Hity
Niejeden z dużym .zaciekawieniem czekał na "Tango" A.D. 1990, a tuż po obejrzeniu spektaklu mógł czuć rozczarowanie (jednak po przemyśleniu chyba zmienił opinię). Owszem, przedstawienie przyzwoite, fachowo zrobione - ale przecież od reżysera tej klasy co Kazimierz Dejmek oczekujemy czegoś specjalnego. Teatr nie wykorzystał w pełni komizmu, czarnego humoru zawartego w tekście Sławomira Mrożka, a co gorsza - było to "Tango" bez Edka. Nie, reżyser nie skreślił tej postaci. Rzecz w tym, że Edek (Sławomir Matczak) był blady, żaden. Najlepiej wywiązywał się ze swoich kelnerskich obowiązków. Trudno uwierzyć, że postać przeciętna jest w stanie zdominować innych, narzucić im swą wolę,
Bardziej wyrazisty był Artur (Damian Damięcki), zapamiętale walczący o zaprowadzenie jakiegoś porządku w otaczającym go świecie, pogrążonym w totalnym chaosie. Potyka się na drobiazgu, na tym, że wbrew pozorom, jakie stwarza, nie wygasły w nim ludzkie uczucia. Z tej okazji skorzysta Edek. Jemu się uda. On z pewnością nie będzie miał takich słabości.

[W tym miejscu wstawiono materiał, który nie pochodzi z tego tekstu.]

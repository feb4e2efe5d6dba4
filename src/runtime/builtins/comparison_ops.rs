use crate::{
    error::Result,
    runtime::{call::Call, value::TaggedValue},
};

fn inputs_equal(call: &Call<'_>) -> Result<bool> {
    let a = call.input(0)?;
    let b = call.input(1)?;
    // 5 == 5.0
    if let (Ok(x), Ok(y)) = (a.to_float(), b.to_float()) {
        return Ok(x == y);
    }
    Ok(call.types().equals(a, b))
}

pub(super) fn builtin_equals(call: &mut Call<'_>) -> Result<TaggedValue> {
    Ok(TaggedValue::bool(inputs_equal(call)?))
}

pub(super) fn builtin_not_equals(call: &mut Call<'_>) -> Result<TaggedValue> {
    Ok(TaggedValue::bool(!inputs_equal(call)?))
}

pub(super) fn builtin_and(call: &mut Call<'_>) -> Result<TaggedValue> {
    Ok(TaggedValue::bool(call.bool_input(0)? && call.bool_input(1)?))
}

pub(super) fn builtin_or(call: &mut Call<'_>) -> Result<TaggedValue> {
    Ok(TaggedValue::bool(call.bool_input(0)? || call.bool_input(1)?))
}

pub(super) fn builtin_not(call: &mut Call<'_>) -> Result<TaggedValue> {
    Ok(TaggedValue::bool(!call.bool_input(0)?))
}
use crate::{
    error::{Error, Result},
    graph::{BranchId, TermId},
    world::World,
};

impl World {
    /// Lexical name lookup: the branch itself, then each enclosing branch
    /// through owning terms, then the kernel.
    pub fn find_named(&self, branch: BranchId, name: &str) -> Option<TermId> {
        let mut current = Some(branch);
        while let Some(id) = current {
            let b = self.try_branch(id)?;
            if let Some(found) = b.get_local(name) {
                return Some(found);
            }
            current = b
                .owning_term
                .and_then(|owner| self.try_term(owner))
                .map(|owner| owner.owner);
        }
        if branch != self.kernel.branch {
            return self.branch(self.kernel.branch).get_local(name);
        }
        None
    }

    pub fn get_named(&self, branch: BranchId, name: &str) -> Result<TermId> {
        self.find_named(branch, name)
            .ok_or_else(|| Error::Key(name.to_string()))
    }

    /// A name that identifies the term within its branch across recompiles:
    /// the bound name, or `_function` with an ordinal among earlier unnamed
    /// calls to the same function.
    pub fn unique_name(&self, term: TermId) -> String {
        let t = self.term(term);
        if let Some(name) = &t.name {
            return name.clone();
        }
        let function = self.function_name(term);
        let earlier = self.branch(t.owner).terms[..t.index.min(self.branch(t.owner).len())]
            .iter()
            .filter(|other| {
                let o = self.term(**other);
                o.name.is_none() && self.function_name(**other) == function
            })
            .count();
        if earlier == 0 {
            format!("_{}", function)
        } else {
            format!("_{}_{}", function, earlier)
        }
    }

    pub fn find_by_unique_name(&self, branch: BranchId, unique: &str) -> Option<TermId> {
        let b = self.try_branch(branch)?;
        if let Some(named) = b.get_local(unique) {
            if self.term(named).owner == branch && self.term(named).name.as_deref() == Some(unique) {
                return Some(named);
            }
        }
        b.terms
            .iter()
            .copied()
            .find(|t| self.unique_name(*t) == unique)
    }
}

Jak to możliwe, skoro jest nikim? Możliwe - ponieważ ma silny cios i brak mu skrupułów. Dzięki Arturowi Edek poczuje smak władzy - i już się nie cofnie. Władza mu się spodoba. Usunie więc Artura i podporządkuje sobie innych.
Ale nie tylko naga siła fizyczna przesądza o jego przewadze. Jego przewaga bierze się - i to jest rzecz zasadnicza - ze słabości otoczenia, oderwanego od rzeczywistości anachronicznego. Zamiast zauważyć tkwiące w Edku potencjalne niebezpieczeństwo, jego przyszłe ofiary zachwycają się nim. A ci, co mają zastrzeżenia - milczą.
Chociaż czy rzeczywiście Edek od początku jest niebezpieczny? On się niebezpiecznym dopiero staje, dzięki sprzyjającym warunkom.